• [WHAT YOU NEED TO DO]:
Transcribe word for word the lines below from the line with "to install log" through the line with "let metadata = std::fs::metadata(&log_file_path)", ends included.

• [TASK INPUT]:

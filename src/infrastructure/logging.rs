//! Logging system configuration and initialization
//!
//! Console output plus an optional log file under `logs/` (next to the
//! executable unless configured). The previous run's file is renamed with its
//! timestamp on startup and old files beyond `max_files` are removed.

use anyhow::{anyhow, Context, Result};
use chrono::{DateTime, Local};
use lazy_static::lazy_static;
use std::path::{Path, PathBuf};
use std::sync::Mutex;
use tracing::{info, warn};
use tracing_appender::{non_blocking, rolling};
use tracing_subscriber::{
    fmt::{self, time::FormatTime},
    layer::SubscriberExt,
    util::SubscriberInitExt,
    EnvFilter, Layer, Registry,
};

pub use crate::infrastructure::config::LoggingConfig;

const LOG_FILE_NAME: &str = "course-harvest.log";
const APP_TARGETS: &[&str] = &["course_harvest_lib", "course_harvest"];

// Keeps the non-blocking writers alive for the life of the process
lazy_static! {
    static ref LOG_GUARDS: Mutex<Vec<tracing_appender::non_blocking::WorkerGuard>> = Mutex::new(Vec::new());
}

struct LocalTimeFormatter;

impl FormatTime for LocalTimeFormatter {
    fn format_time(&self, w: &mut fmt::format::Writer<'_>) -> std::fmt::Result {
        write!(w, "{}", Local::now().format("%Y-%m-%d %H:%M:%S%.3f"))
    }
}

/// Get the log directory relative to the executable location
pub fn get_log_directory() -> PathBuf {
    let exe_dir = std::env::current_exe()
        .ok()
        .and_then(|p| p.parent().map(Path::to_path_buf))
        .unwrap_or_else(|| std::env::current_dir().unwrap_or_default());

    exe_dir.join("logs")
}

fn resolve_log_directory(config: &LoggingConfig) -> PathBuf {
    config.directory.clone().unwrap_or_else(get_log_directory)
}

/// Initialize the logging system with default configuration
pub fn init_logging() -> Result<()> {
    init_logging_with_config(LoggingConfig::default())
}

/// Filter directives for the configured level.
///
/// Dependency targets are quieted through `module_filters` unless the level
/// asks for trace output.
pub fn filter_directives(config: &LoggingConfig) -> String {
    let level = config.level.trim().to_lowercase();
    let mut directives = vec![level.clone()];
    if !level.contains("trace") {
        let mut modules: Vec<(&String, &String)> = config.module_filters.iter().collect();
        modules.sort();
        directives.extend(modules.into_iter().map(|(module, lvl)| format!("{module}={lvl}")));
    }
    directives.extend(APP_TARGETS.iter().map(|target| format!("{target}={level}")));
    directives.join(",")
}

/// Initialize logging with custom configuration
///
/// `RUST_LOG` overrides the configured filter entirely:
/// ```bash
/// RUST_LOG="debug,reqwest=debug" course-harvest harvest
/// ```
pub fn init_logging_with_config(config: LoggingConfig) -> Result<()> {
    if !config.file_output && !config.console_output {
        return Err(anyhow!("No logging output configured"));
    }

    let env_filter = match EnvFilter::try_from_default_env() {
        Ok(filter) => filter,
        Err(_) => EnvFilter::try_new(filter_directives(&config))
            .with_context(|| format!("Invalid log level '{}'", config.level))?,
    };

    let mut layers: Vec<Box<dyn Layer<Registry> + Send + Sync>> = Vec::new();
    let log_dir = resolve_log_directory(&config);

    if config.file_output {
        std::fs::create_dir_all(&log_dir)
            .with_context(|| format!("Failed to create log directory {}", log_dir.display()))?;
        rotate_existing_log_file(&log_dir, LOG_FILE_NAME)?;
        if config.auto_cleanup_logs {
            cleanup_old_logs(&log_dir, config.max_files as usize)?;
        }

        let file_appender = rolling::never(&log_dir, LOG_FILE_NAME);
        let (file_writer, file_guard) = non_blocking(file_appender);
        LOG_GUARDS
            .lock()
            .map_err(|_| anyhow!("Log guard registry poisoned"))?
            .push(file_guard);

        let file_layer = if config.json_format {
            fmt::Layer::new()
                .json()
                .with_writer(file_writer)
                .with_timer(LocalTimeFormatter)
                .with_target(true)
                .with_file(true)
                .with_line_number(true)
                .with_ansi(false)
                .boxed()
        } else {
            fmt::Layer::new()
                .with_writer(file_writer)
                .with_timer(LocalTimeFormatter)
                .with_target(false)
                .with_ansi(false)
                .boxed()
        };
        layers.push(file_layer);
    }

    if config.console_output {
        layers.push(
            fmt::Layer::new()
                .with_writer(std::io::stdout)
                .with_timer(LocalTimeFormatter)
                .with_target(false)
                .boxed(),
        );
    }

    Registry::default()
        .with(layers)
        .with(env_filter)
        .try_init()
        .map_err(|e| anyhow!("Failed to install log subscriber: {}", e))?;

    info!("Logging system initialized");
    info!("Log level: {}", config.level);
    if config.file_output {
        info!("Log file: {:?}", log_dir.join(LOG_FILE_NAME));
    }
    Ok(())
}

/// Rename the previous run's log file with its modification timestamp
fn rotate_existing_log_file(log_dir: &Path, log_file_name: &str) -> Result<Option<PathBuf>> {
    let log_file_path = log_dir.join(log_file_name);
    if !log_file_path.exists() {
        return Ok(None);
    }

    let metadata = std::fs::metadata(&log_file_path)
        .with_context(|| format!("Failed to get log file metadata {}", log_file_path.display()))?;
    let modified: DateTime<Local> = metadata
        .modified()
        .unwrap_or_else(|_| std::time::SystemTime::now())
        .into();

    let file_stem = log_file_name.trim_end_matches(".log");
    let rotated = log_dir.join(format!("{}.{}.log", file_stem, modified.format("%Y%m%dT%H%M%S")));
    std::fs::rename(&log_file_path, &rotated).with_context(|| {
        format!("Failed to rotate log file {} to {}", log_file_path.display(), rotated.display())
    })?;
    Ok(Some(rotated))
}

/// Keep the newest `max_files` `.log` files in `log_dir`; returns how many were removed
pub fn cleanup_old_logs(log_dir: &Path, max_files: usize) -> Result<usize> {
    if !log_dir.exists() {
        return Ok(0);
    }

    let mut log_files = Vec::new();
    for entry in std::fs::read_dir(log_dir)? {
        let entry = entry?;
        let path = entry.path();
        let is_log = path.extension().is_some_and(|ext| ext == "log");
        if path.is_file() && is_log {
            if let Ok(modified) = entry.metadata().and_then(|m| m.modified()) {
                log_files.push((path, modified));
            }
        }
    }

    // Newest first
    log_files.sort_by(|a, b| b.1.cmp(&a.1));

    let mut removed = 0;
    for (path, _) in log_files.iter().skip(max_files) {
        if let Err(e) = std::fs::remove_file(path) {
            warn!("Failed to remove old log file {:?}: {}", path, e);
        } else {
            removed += 1;
        }
    }
    Ok(removed)
}

/// Log system information for diagnostics
pub fn log_system_info() {
    info!("=== Course Harvest ===");
    info!("Application version: {}", env!("CARGO_PKG_VERSION"));
    info!("Operating system: {} ({})", std::env::consts::OS, std::env::consts::ARCH);
    if let Ok(current_dir) = std::env::current_dir() {
        info!("Working directory: {:?}", current_dir);
    }
}

#[cfg(test)]
mod tests {
    use super::*;
    use tempfile::tempdir;

    #[test]
    fn test_filter_directives_quiet_dependencies() {
        let config = LoggingConfig::default();
        let directives = filter_directives(&config);
        assert!(directives.starts_with("info,"));
        assert!(directives.contains("reqwest=warn"));
        assert!(directives.contains("course_harvest_lib=info"));
        assert!(EnvFilter::try_new(&directives).is_ok());
    }

    #[test]
    fn test_trace_level_keeps_dependency_logs() {
        let config = LoggingConfig {
            level: "trace".to_string(),
            ..LoggingConfig::default()
        };
        assert!(!filter_directives(&config).contains("reqwest"));
    }

    #[test]
    fn test_rotate_and_cleanup() {
        let dir = tempdir().unwrap();
        std::fs::write(dir.path().join(LOG_FILE_NAME), "old run\n").unwrap();
        let rotated = rotate_existing_log_file(dir.path(), LOG_FILE_NAME).unwrap().unwrap();
        assert!(rotated.exists());
        assert!(!dir.path().join(LOG_FILE_NAME).exists());

        for i in 0..4 {
            std::fs::write(dir.path().join(format!("extra{i}.log")), "x").unwrap();
        }
        std::fs::write(dir.path().join("notes.txt"), "kept").unwrap();
        assert_eq!(cleanup_old_logs(dir.path(), 2).unwrap(), 3);
        assert!(dir.path().join("notes.txt").exists());
    }

    #[test]
    fn test_log_directory_is_named_logs() {
        assert!(get_log_directory().ends_with("logs"));
    }
}
impl FieldSpecs {
    pub fn build(detail: &DetailSelectors, phrases: &PhraseConfig, default_provider: &str) -> ParsingResult<Self> {
        let phrases = CompiledPhrases::compile(phrases)?;
        let specs = vec![
            title_spec(detail)?,
            breadcrumb_spec(Field::Category, "category", &detail.category)?,
            breadcrumb_spec(Field::Subcategory, "subcategory", &detail.subcategory)?,
            rating_spec(detail)?,
            language_spec(detail, &phrases)?,
            duration_spec(detail)?,
            module_count_spec(detail)?,
            skills_spec(detail, &phrases)?,
            description_spec(detail, &phrases)?,
            level_spec(detail)?,
            registrations_spec(detail)?,
            outline_spec(detail, &phrases)?,
            provider_spec(detail, &phrases, default_provider)?,
        ];
        Ok(Self { specs })
    }

    pub fn get(&self, field: Field) -> Option<&FieldSpec> {
        self.specs.iter().find(|spec| spec.field == field)
    }

    pub fn iter(&self) -> impl Iterator<Item = &FieldSpec> {
        self.specs.iter()
    }
}

fn compile_one(table: &str, entry: &NamedSelector) -> ParsingResult<(String, Selector)> {
    Ok((entry.label.clone(), compile_selector(table, &entry.css)?))
}

fn non_empty(text: &str) -> Option<String> {
    let text = clean_text(text);
    (!text.is_empty()).then_some(text)
}

fn title_spec(detail: &DetailSelectors) -> ParsingResult<FieldSpec> {
    Ok(FieldSpec::new(Field::Title, NOT_AVAILABLE)
        .text_chain(&compile_selectors("title", &detail.title)?)
        .filter(non_empty)
        .normalize(fix_text_encoding))
}

fn breadcrumb_spec(field: Field, table: &str, entries: &[NamedSelector]) -> ParsingResult<FieldSpec> {
    Ok(FieldSpec::new(field, NOT_AVAILABLE)
        .text_chain(&compile_selectors(table, entries)?)
        .filter(non_empty))
}

/// Numeric rating text, never a course length or level
pub fn parse_rating(raw: &str) -> Option<f64> {
    if is_duration(raw) || is_level(raw) {
        return None;
    }
    let captured = RATING_DECIMAL
        .captures(raw)
        .or_else(|| RATING_QUALIFIED.captures(raw))
        .or_else(|| RATING_BARE.captures(raw))?;
    captured[1].parse::<f64>().ok().filter(|v| (0.0..=5.0).contains(v))
}

fn rating_spec(detail: &DetailSelectors) -> ParsingResult<FieldSpec> {
    Ok(FieldSpec::new(Field::Rating, NOT_AVAILABLE)
        .text_chain(&compile_selectors("rating", &detail.rating)?)
        .filter(|raw| parse_rating(raw).map(|v| v.to_string())))
}

fn language_spec(detail: &DetailSelectors, phrases: &CompiledPhrases) -> ParsingResult<FieldSpec> {
    let phrases = phrases.clone();
    Ok(FieldSpec::new(Field::Language, NOT_AVAILABLE)
        .text_chain(&compile_selectors("language", &detail.language)?)
        .strategy("html_lang", Probe::custom(|doc: &Document| doc.root_attr("lang")))
        .filter(|raw| non_empty(&TAUGHT_IN.replace(raw, "")))
        .normalize(move |text| phrases.language_name(text)))
}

• [RESPONSE FOR THIS EXERCISE]:
        .map_err(|e| anyhow!("Failed to install log subscriber: {}", e))?;

    info!("Logging system initialized");
    info!("Log level: {}", config.level);
    if config.file_output {
        info!("Log file: {:?}", log_dir.join(LOG_FILE_NAME));
    }
    Ok(())
}

/// Rename the previous run's log file with its modification timestamp
fn rotate_existing_log_file(log_dir: &Path, log_file_name: &str) -> Result<Option<PathBuf>> {
    let log_file_path = log_dir.join(log_file_name);
    if !log_file_path.exists() {
        return Ok(None);
    }

    let metadata = std::fs::metadata(&log_file_path)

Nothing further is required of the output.